# [EXERCISE INSTRUCTIONS]
Among the entries, find each line that includes the string "rename" and list it.

......

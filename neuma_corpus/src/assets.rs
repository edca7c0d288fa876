// Viewer assets bundled into the export: glyph outlines and IIIF manifests.

use crate::error::CorpusError;
use regex::Regex;
use serde::{Deserialize, Serialize};
use std::collections::BTreeMap;
use std::path::Path;
use std::sync::LazyLock;

/// Glyphs the viewer draws, each read from `<glyph_dir>/<name>.svg`.
pub const GLYPH_NAMES: [&str; 6] = [
    "note",
    "oriscus",
    "quilisma",
    "ascending",
    "descending",
    "strophicus",
];

const DEFAULT_VIEW_BOX: &str = "0 0 10 10";

static VIEW_BOX_RE: LazyLock<Option<Regex>> =
    LazyLock::new(|| Regex::new(r#"viewBox="([^"]+)""#).ok());
static PATH_D_RE: LazyLock<Option<Regex>> = LazyLock::new(|| Regex::new(r#" d="([^"]+)""#).ok());

/// A single SVG outline.
#[derive(Clone, Debug, PartialEq, Eq, Serialize, Deserialize)]
pub struct Glyph {
    #[serde(rename = "viewBox")]
    pub view_box: String,
    pub d: String,
}

impl Glyph {
    /// Stand-in for a glyph file that does not exist.
    pub fn placeholder() -> Self {
        Glyph {
            view_box: DEFAULT_VIEW_BOX.to_string(),
            d: "M5,5 L10,10".to_string(),
        }
    }

    /// The `viewBox` and the first path `d` of an SVG document.
    pub fn from_svg(svg: &str) -> Self {
        Glyph {
            view_box: first_capture(&VIEW_BOX_RE, svg).unwrap_or_else(|| DEFAULT_VIEW_BOX.to_string()),
            d: first_capture(&PATH_D_RE, svg).unwrap_or_default(),
        }
    }
}

fn first_capture(re: &LazyLock<Option<Regex>>, text: &str) -> Option<String> {
    let re = re.as_ref()?;
    re.captures(text)
        .and_then(|caps| caps.get(1))
        .map(|m| m.as_str().to_string())
}

/// Every entry of `GLYPH_NAMES`, read from `dir`.
pub fn load_glyphs(dir: &Path) -> BTreeMap<String, Glyph> {
    GLYPH_NAMES
        .iter()
        .map(|&name| {
            let path = dir.join(format!("{name}.svg"));
            let glyph = match std::fs::read_to_string(&path) {
                Ok(svg) => Glyph::from_svg(&svg),
                Err(e) => {
                    tracing::warn!(glyph = name, path = %path.display(), error = %e, "glyph unavailable, using placeholder");
                    Glyph::placeholder()
                }
            };
            (name.to_string(), glyph)
        })
        .collect()
}

/// One row of the source table.
#[derive(Debug, Deserialize)]
pub struct ManifestRow {
    #[serde(rename = "Quellensigle", default)]
    pub siglum: Option<String>,
    #[serde(rename = "Manifest", default)]
    pub manifest: Option<String>,
}

#[derive(Clone, Debug, PartialEq, Eq, Serialize, Deserialize)]
pub struct ManifestEntry {
    pub url: String,
}

/// Siglum -> manifest URL. Rows without a siglum or manifest are skipped.
pub fn parse_manifests(json: &str) -> Result<BTreeMap<String, ManifestEntry>, serde_json::Error> {
    let rows: Vec<ManifestRow> = serde_json::from_str(json)?;
    Ok(rows
        .into_iter()
        .filter_map(|row| {
            let siglum = row.siglum.filter(|s| !s.is_empty())?;
            let url = row.manifest.filter(|m| !m.is_empty())?;
            Some((siglum, ManifestEntry { url }))
        })
        .collect())
}

/// Read the manifest table. A missing or malformed file gives an empty map.
pub fn load_manifests(path: &Path) -> BTreeMap<String, ManifestEntry> {
    match read_manifests(path) {
        Ok(map) => map,
        Err(e) => {
            tracing::warn!(error = %e, "no manifests loaded");
            BTreeMap::new()
        }
    }
}

fn read_manifests(path: &Path) -> Result<BTreeMap<String, ManifestEntry>, CorpusError> {
    let json = std::fs::read_to_string(path).map_err(|source| CorpusError::Read {
        path: path.to_path_buf(),
        source,
    })?;
    parse_manifests(&json).map_err(|source| CorpusError::Json {
        path: path.to_path_buf(),
        source,
    })
}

......

# [REPLY TO THE TASK]
    #[serde(rename = "viewBox")]
    #[serde(rename = "Quellensigle", default)]
    #[serde(rename = "Manifest", default)]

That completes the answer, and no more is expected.